Best for / Worst for

Best for: vitamin C serums, formulations with delicate oils (rosehip, argan, jojoba), preservative-protected emulsions, hair coloring, surfactant-rich body washes, anything with hard tap water in the formula, and basically every water-rich cosmetic formula ever.

Worst for: brands positioning as 100% natural or ECOCERT-certified (EDTA is synthetic), products using cationic deposition systems where ions compete, very low-pH formulations (below pH 3.5 it loses effectiveness — switch to sodium phytate).

Common pitfalls

Skipping it. The single biggest cause of formula short-lived shelf life is the absence of a chelator. Add it. It is cheap.

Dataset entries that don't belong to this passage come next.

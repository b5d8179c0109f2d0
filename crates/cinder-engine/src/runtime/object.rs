// This Source Code Form is subject to the terms of the Mozilla Public
// License, v. 2.0. If a copy of the MPL was not distributed with this
// file, You can obtain one at https://mozilla.org/MPL/2.0/.
//
// Copyright (c) 2025 Pegasus Heavy Industries, LLC

//! Object representation.

use super::function::Closure;
use super::value::Value;
use rustc_hash::FxHashMap;

/// Handle to an object in the realm's arena.
#[derive(Debug, Clone, Copy, PartialEq, Eq, Hash)]
pub struct ObjectRef(pub(crate) usize);

impl ObjectRef {
    pub fn index(self) -> usize {
        self.0
    }
}

/// What kind of object this is, and any internal state that comes with it.
#[derive(Debug, Clone)]
pub enum ObjectKind {
    Ordinary,
    Array,
    Function(Closure),
    Error,
    RegExp { pattern: String, flags: String },
}

/// An object property.
#[derive(Debug, Clone)]
pub struct Property {
    pub value: Value,
    pub writable: bool,
    pub enumerable: bool,
    pub configurable: bool,
}

impl Property {
    /// A plain data property as created by assignment.
    pub fn data(value: Value) -> Self {
        Self {
            value,
            writable: true,
            enumerable: true,
            configurable: true,
        }
    }

    /// A writable property hidden from for-in.
    pub fn hidden(value: Value) -> Self {
        Self {
            value,
            writable: true,
            enumerable: false,
            configurable: false,
        }
    }
}

/// An object stored in the realm.
///
/// Property order is insertion order, which is also the for-in order.
#[derive(Debug, Clone)]
pub struct RuntimeObject {
    pub kind: ObjectKind,
    /// The prototype of this object
    pub prototype: Option<ObjectRef>,
    properties: FxHashMap<String, Property>,
    order: Vec<String>,
}

impl RuntimeObject {
    /// Creates a new empty object.
    pub fn new(kind: ObjectKind, prototype: Option<ObjectRef>) -> Self {
        Self {
            kind,
            prototype,
            properties: FxHashMap::default(),
            order: Vec::new(),
        }
    }

    pub fn is_array(&self) -> bool {
        matches!(self.kind, ObjectKind::Array)
    }

    pub fn closure(&self) -> Option<&Closure> {
        match &self.kind {
            ObjectKind::Function(closure) => Some(closure),
            _ => None,
        }
    }

    /// Gets an own property.
    pub fn get_own(&self, key: &str) -> Option<&Property> {
        self.properties.get(key)
    }

    /// Checks if an own property exists.
    pub fn has_own(&self, key: &str) -> bool {
        self.properties.contains_key(key)
    }

    /// Writes an own property, creating a plain data property when absent.
    /// Returns false if the existing property is read-only.
    pub fn set(&mut self, key: &str, value: Value) -> bool {
        match self.properties.get_mut(key) {
            Some(prop) if !prop.writable => false,
            Some(prop) => {
                prop.value = value;
                true
            }
            None => {
                self.define(key, Property::data(value));
                true
            }
        }
    }

    /// Defines or replaces an own property with the given attributes.
    pub fn define(&mut self, key: &str, property: Property) {
        if self.properties.insert(key.to_string(), property).is_none() {
            self.order.push(key.to_string());
        }
    }

    /// Deletes an own property. Returns false if it is not configurable.
    pub fn delete(&mut self, key: &str) -> bool {
        match self.properties.get(key) {
            Some(prop) if !prop.configurable => false,
            Some(_) => {
                self.properties.remove(key);
                self.order.retain(|k| k != key);
                true
            }
            None => true,
        }
    }

    /// Deletes every configurable array-index property at or above
    /// `length`, in one pass over the own keys.
    pub fn truncate(&mut self, length: u32) {
        let properties = &mut self.properties;
        self.order.retain(|key| {
            let doomed = array_index(key).is_some_and(|index| index >= length)
                && properties.get(key).is_some_and(|prop| prop.configurable);
            if doomed {
                properties.remove(key);
            }
            !doomed
        });
    }

    /// Own enumerable keys in insertion order.
    pub fn enumerable_keys(&self) -> impl Iterator<Item = &str> {
        self.order
            .iter()
            .filter(|key| self.properties.get(*key).is_some_and(|p| p.enumerable))
            .map(String::as_str)
    }

    /// All own keys in insertion order.
    pub fn own_keys(&self) -> impl Iterator<Item = &str> {
        self.order.iter().map(String::as_str)
    }

    /// Current array length, or zero for non-arrays.
    pub fn array_length(&self) -> u32 {
        match self.properties.get("length") {
            Some(Property {
                value: Value::Number(n),
                ..
            }) if self.is_array() => *n as u32,
            _ => 0,
        }
    }
}

/// Parses a property key as an array index.
pub fn array_index(key: &str) -> Option<u32> {
    if key.is_empty() || (key.len() > 1 && key.starts_with('0')) {
        return None;
    }
    key.parse::<u32>().ok().filter(|index| *index != u32::MAX)
}

#[cfg(test)]
mod tests {
    use super::*;

    #[test]
    fn test_insertion_order_survives_overwrite() {
        let mut obj = RuntimeObject::new(ObjectKind::Ordinary, None);
        obj.set("b", Value::Number(1.0));
        obj.set("a", Value::Number(2.0));
        obj.set("b", Value::Number(3.0));
        let keys: Vec<_> = obj.enumerable_keys().collect();
        assert_eq!(keys, vec!["b", "a"]);
    }

    #[test]
    fn test_delete_respects_configurable() {
        let mut obj = RuntimeObject::new(ObjectKind::Ordinary, None);
        obj.define("fixed", Property::hidden(Value::Null));
        obj.set("loose", Value::Null);
        assert!(!obj.delete("fixed"));
        assert!(obj.delete("loose"));
        assert!(obj.delete("missing"));
        assert!(!obj.has_own("loose"));
    }

    #[test]
    fn test_hidden_properties_are_not_enumerable() {
        let mut obj = RuntimeObject::new(ObjectKind::Array, None);
        obj.define("length", Property::hidden(Value::Number(0.0)));
        obj.set("0", Value::Boolean(true));
        assert_eq!(obj.enumerable_keys().collect::<Vec<_>>(), vec!["0"]);
    }

    #[test]
    fn test_truncate_drops_high_indices_only() {
        let mut obj = RuntimeObject::new(ObjectKind::Array, None);
        obj.define("length", Property::hidden(Value::Number(3.0)));
        obj.set("0", Value::Null);
        obj.set("name", Value::Null);
        obj.set("2", Value::Null);
        obj.truncate(1);
        assert_eq!(obj.own_keys().collect::<Vec<_>>(), vec!["length", "0", "name"]);
    }

    #[test]
    fn test_array_index() {
        assert_eq!(array_index("0"), Some(0));
        assert_eq!(array_index("17"), Some(17));
        assert_eq!(array_index("01"), None);
        assert_eq!(array_index("-1"), None);
        assert_eq!(array_index("length"), None);
    }
}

Adding it cool-down. The metals are already there from the start. Add EDTA early, before heating, so it can grab the metals before they cause damage.

Going too high. Above 0.5%, no extra benefit; you are just wasting material. 0.1-0.2% covers most needs.

Using calcium-disodium EDTA when you want chelation. Calcium-disodium EDTA is a different salt, used in specialty applications (some pharma, some hair coloring). For general cosmetic chelation, regular disodium EDTA is the right choice.

Buying it in a non-cosmetic grade. Food-grade and pharma-grade are fine. Industrial-grade may have impurities. Stick to cosmetic suppliers.

Substitutes

  • Sodium Phytate — natural alternative, rice-derived. Weaker chelation, fine for simple formulas, good for natural positioning.
  • GLDA (Tetrasodium Glutamate Diacetate) — natural alternative with chelation strength closer to EDTA. Biodegradable. The best “natural” swap.
  • Sodium Gluconate — mild chelator, used in some natural formulas; weaker effect.
  • Citric acid — very mild chelation, mostly used for pH adjustment; not a real replacement.
  • Trisodium EDTA — same family, slightly different pH profile; rarely needed.